Segment Start: Provided records

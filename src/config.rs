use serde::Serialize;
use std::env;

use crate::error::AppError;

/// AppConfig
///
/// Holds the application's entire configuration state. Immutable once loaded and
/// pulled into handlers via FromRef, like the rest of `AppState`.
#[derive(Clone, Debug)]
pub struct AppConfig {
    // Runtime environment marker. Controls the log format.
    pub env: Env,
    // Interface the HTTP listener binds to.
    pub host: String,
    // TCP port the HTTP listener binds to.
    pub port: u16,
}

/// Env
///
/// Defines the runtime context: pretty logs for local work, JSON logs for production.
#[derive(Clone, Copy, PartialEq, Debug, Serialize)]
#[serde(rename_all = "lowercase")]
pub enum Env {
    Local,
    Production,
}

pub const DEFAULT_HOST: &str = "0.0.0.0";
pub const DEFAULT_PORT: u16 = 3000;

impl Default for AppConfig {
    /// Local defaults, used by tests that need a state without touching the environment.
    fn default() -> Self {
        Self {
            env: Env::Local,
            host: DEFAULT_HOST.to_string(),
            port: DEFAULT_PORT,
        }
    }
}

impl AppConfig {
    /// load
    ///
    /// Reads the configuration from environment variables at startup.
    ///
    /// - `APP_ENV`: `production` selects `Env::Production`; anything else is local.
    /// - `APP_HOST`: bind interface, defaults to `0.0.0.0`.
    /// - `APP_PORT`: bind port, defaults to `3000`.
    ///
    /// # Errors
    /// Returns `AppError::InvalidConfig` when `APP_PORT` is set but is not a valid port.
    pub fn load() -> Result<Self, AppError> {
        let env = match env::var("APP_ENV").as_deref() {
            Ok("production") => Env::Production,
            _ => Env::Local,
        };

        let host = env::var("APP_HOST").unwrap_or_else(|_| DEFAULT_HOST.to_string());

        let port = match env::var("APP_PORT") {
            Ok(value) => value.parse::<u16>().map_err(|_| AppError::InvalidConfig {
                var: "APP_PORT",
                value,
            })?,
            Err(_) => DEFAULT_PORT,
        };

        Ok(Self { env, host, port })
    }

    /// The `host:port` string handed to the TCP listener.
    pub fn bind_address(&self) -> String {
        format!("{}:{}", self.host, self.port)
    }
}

Segment End: Provided records
Segment Start: Provided records

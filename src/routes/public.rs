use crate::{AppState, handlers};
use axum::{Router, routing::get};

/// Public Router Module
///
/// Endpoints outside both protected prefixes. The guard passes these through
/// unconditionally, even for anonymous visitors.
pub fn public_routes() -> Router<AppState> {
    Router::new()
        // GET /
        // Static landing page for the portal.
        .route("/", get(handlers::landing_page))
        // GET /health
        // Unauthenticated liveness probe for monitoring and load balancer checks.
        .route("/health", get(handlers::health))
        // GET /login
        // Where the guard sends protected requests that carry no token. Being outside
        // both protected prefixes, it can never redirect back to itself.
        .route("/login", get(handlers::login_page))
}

Segment End: Provided records
Segment Start: Provided records

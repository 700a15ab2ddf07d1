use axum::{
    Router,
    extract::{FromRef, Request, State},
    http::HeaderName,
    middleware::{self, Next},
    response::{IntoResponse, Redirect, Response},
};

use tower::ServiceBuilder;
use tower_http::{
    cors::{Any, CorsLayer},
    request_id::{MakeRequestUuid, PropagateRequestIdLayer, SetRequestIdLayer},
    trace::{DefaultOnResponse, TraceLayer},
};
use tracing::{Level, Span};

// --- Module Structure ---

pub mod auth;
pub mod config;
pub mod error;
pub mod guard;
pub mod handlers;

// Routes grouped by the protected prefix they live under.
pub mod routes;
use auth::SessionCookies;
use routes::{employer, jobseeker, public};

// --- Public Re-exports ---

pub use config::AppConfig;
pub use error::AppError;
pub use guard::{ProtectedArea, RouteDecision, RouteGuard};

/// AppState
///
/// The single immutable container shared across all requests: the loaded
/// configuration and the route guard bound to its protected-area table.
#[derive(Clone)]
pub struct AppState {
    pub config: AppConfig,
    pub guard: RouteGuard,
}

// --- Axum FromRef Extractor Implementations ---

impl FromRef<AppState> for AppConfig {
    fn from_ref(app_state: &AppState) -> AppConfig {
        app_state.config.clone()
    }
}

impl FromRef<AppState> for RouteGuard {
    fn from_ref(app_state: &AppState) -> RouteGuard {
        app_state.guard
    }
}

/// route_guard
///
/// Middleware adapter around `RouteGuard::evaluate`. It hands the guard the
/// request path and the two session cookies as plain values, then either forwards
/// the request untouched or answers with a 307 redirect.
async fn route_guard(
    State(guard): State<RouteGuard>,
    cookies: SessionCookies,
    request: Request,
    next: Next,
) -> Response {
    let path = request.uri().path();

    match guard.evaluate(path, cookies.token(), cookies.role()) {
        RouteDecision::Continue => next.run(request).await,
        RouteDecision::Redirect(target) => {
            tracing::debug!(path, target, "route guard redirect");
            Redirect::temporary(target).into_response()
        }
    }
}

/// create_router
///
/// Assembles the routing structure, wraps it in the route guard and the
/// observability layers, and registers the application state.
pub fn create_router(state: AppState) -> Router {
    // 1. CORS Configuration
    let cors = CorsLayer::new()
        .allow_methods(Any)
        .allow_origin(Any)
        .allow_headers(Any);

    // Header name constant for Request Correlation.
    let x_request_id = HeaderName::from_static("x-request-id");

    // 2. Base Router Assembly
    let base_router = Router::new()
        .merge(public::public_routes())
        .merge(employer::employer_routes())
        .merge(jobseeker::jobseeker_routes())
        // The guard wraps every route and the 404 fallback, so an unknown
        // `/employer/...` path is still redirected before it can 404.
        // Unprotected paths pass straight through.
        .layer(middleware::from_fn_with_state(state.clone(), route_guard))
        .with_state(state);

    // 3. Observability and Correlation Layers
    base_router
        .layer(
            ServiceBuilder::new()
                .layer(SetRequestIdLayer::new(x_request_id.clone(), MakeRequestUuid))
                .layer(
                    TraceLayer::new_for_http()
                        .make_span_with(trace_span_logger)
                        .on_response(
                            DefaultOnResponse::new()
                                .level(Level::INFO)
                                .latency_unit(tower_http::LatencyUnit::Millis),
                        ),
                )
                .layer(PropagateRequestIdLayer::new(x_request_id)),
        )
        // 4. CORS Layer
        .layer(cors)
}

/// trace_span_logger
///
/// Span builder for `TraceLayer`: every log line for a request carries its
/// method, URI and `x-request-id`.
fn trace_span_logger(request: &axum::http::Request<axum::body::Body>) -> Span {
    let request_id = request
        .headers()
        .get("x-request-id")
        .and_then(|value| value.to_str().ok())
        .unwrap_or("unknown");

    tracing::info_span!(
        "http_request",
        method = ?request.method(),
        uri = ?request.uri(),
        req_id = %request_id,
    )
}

Segment End: Provided records

§ Your objective:
Every line above that holds "AppConfig" counts once; state the total and nothing else.

§ Result of the task:
8